The most famous hike in the park starts from the village of Candelaria, reachable by an 80-cent bus from Riobamba's Terminal Oriental. The trail climbs from Hacienda Releche up a valley that floods and muds and climbs relentlessly for five to seven hours on foot, three on horseback. Rubber boots are the preferred footwear because the horse traffic keeps the path perpetually churned. The refuge partway up is spartan: mattresses provided, pillows often damp, a shared kitchen with solar-heated water. From there, a four- to five-hour round trip climbs the valley to the crater rim. The final pitch is brutal, two hours of near-scrambling up steep scree. What waits at the top is worth it. Lago Amarillo sits hundreds of meters below, walled in by glacier-hung cliffs, its water colored by sulfur and dissolved minerals into the dull yellow that gives the lake its name. Wind funnels through the old caldera. The nine peaks form their half-circle of attendance. The descent can be made in an hour and a half, but climbers who come only for a night usually ride the horses up and back down the next morning.
Beyond El Altar, the park stretches east into territory most visitors never see. Rangers run patrols but no road crosses the park, and large stretches are accessible only on foot or by pack animal. The paramo holds spectacled bears, Andean condors riding the thermals, mountain tapirs browsing the cushion plants, and puma hunting at the treeline. Rivers born here feed the Amazon basin, dropping off the Andean wall in long cascades through cloud forest that rarely sees a clear day. Fees for entry are nominally $10 valid for two weeks, though several routes bypass the ranger stations entirely. Serious climbers use Riobamba as a base, acclimatizing in town before heading up to tackle Tungurahua, El Altar, or the more technical Sangay. Short trekkers come for El Altar. Either way, the mountains take the measure of everyone who climbs them. The weather changes in minutes. The altitude extracts its due.
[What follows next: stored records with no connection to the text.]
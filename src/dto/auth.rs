use serde::{Deserialize, Serialize};
use utoipa::ToSchema;

use crate::models::UserSummary;

#[derive(Deserialize, Debug, ToSchema)]
pub struct RegisterRequest {
    pub username: String,
    pub password: String,
    /// `counter` or `prep`.
    pub role: String,
}

#[derive(Deserialize, Debug, ToSchema)]
pub struct LoginRequest {
    pub username: String,
    pub password: String,
}

#[derive(Debug, Serialize, ToSchema)]
pub struct LoginResponse {
    pub access_token: String,
    pub token_type: String,
    pub user: UserSummary,
}

#[derive(Debug, Clone, Deserialize, Serialize, ToSchema)]
pub struct Claims {
    pub sub: String,
    pub username: String,
    pub role: String,
    pub exp: usize,
}
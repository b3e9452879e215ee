use axum::{
    Json, Router,
    http::{HeaderName, HeaderValue, Method, Request, Response, StatusCode, Uri, header},
    routing::get,
};
use std::time::Duration;
use tower::limit::ConcurrencyLimitLayer;
use tower_http::cors::{AllowOrigin, CorsLayer};
use tower_http::limit::RequestBodyLimitLayer;
use tower_http::request_id::{MakeRequestUuid, PropagateRequestIdLayer, SetRequestIdLayer};
use tower_http::trace::TraceLayer;

use crate::{
    response::{ApiResponse, Meta},
    routes::{create_api_router, doc::scalar_docs, health},
    state::AppState,
};

/// Only the configured origins may call the API from a browser.
pub fn cors_layer(origins: &[String]) -> CorsLayer {
    let allowed: Vec<HeaderValue> = origins
        .iter()
        .filter_map(|origin| match HeaderValue::from_str(origin) {
            Ok(value) => Some(value),
            Err(_) => {
                tracing::warn!(origin = %origin, "ignoring invalid CORS origin");
                None
            }
        })
        .collect();

    CorsLayer::new()
        .allow_origin(AllowOrigin::list(allowed))
        .allow_methods([
            Method::GET,
            Method::POST,
            Method::PUT,
            Method::PATCH,
            Method::DELETE,
            Method::OPTIONS,
        ])
        .allow_headers([header::AUTHORIZATION, header::CONTENT_TYPE])
        .allow_credentials(true)
}

/// The full HTTP application: `/health`, `/docs` and everything under `/api`.
pub fn build_app(state: AppState, cors_origins: &[String]) -> Router {
    let request_id_header = HeaderName::from_static("x-request-id");
    let trace_layer = TraceLayer::new_for_http()
        .make_span_with(|request: &Request<_>| {
            let request_id = request
                .headers()
                .get("x-request-id")
                .and_then(|value| value.to_str().ok())
                .unwrap_or("-");
            tracing::info_span!(
                "http_request",
                method = %request.method(),
                uri = %request.uri(),
                request_id = %request_id
            )
        })
        .on_request(|request: &Request<_>, _span: &tracing::Span| {
            tracing::info!(
                method = %request.method(),
                uri = %request.uri(),
                "request started"
            );
        })
        .on_response(|response: &Response<_>, latency: Duration, _span: &tracing::Span| {
            tracing::info!(
                status = %response.status(),
                ms = %latency.as_millis(),
                "request finished"
            );
        });

    Router::new()
        .route("/health", get(health::health_check))
        .nest("/api", create_api_router())
        .merge(scalar_docs())
        .fallback(not_found)
        .layer(trace_layer)
        .layer(cors_layer(cors_origins))
        .layer(PropagateRequestIdLayer::new(request_id_header.clone()))
        .layer(SetRequestIdLayer::new(request_id_header, MakeRequestUuid))
        .layer(RequestBodyLimitLayer::new(1024 * 1024))
        .layer(ConcurrencyLimitLayer::new(100))
        .with_state(state)
}

async fn not_found(uri: Uri) -> (StatusCode, Json<ApiResponse<serde_json::Value>>) {
    let body = ApiResponse::success(
        "Not Found",
        serde_json::json!({ "path": uri.path() }),
        Some(Meta::empty()),
    );
    (StatusCode::NOT_FOUND, Json(body))
}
Located at 1.83 S, 78.33 W in the eastern Ecuadorian Andes. The park spans elevations from about 900 m in the lowest valleys to 5,319 m at the summit of El Altar. Recommended viewing altitude 6,500 to 7,500 m to clear the highest peaks and take in the volcano cluster. Tungurahua, El Altar, and Sangay stand arrayed south from Banos. Nearest airport is Mariscal Sucre International (SEQM) in Quito, roughly 150 km north. The Amazon basin begins on the park's eastern boundary, visible as a sea of green dropping off toward the lowlands.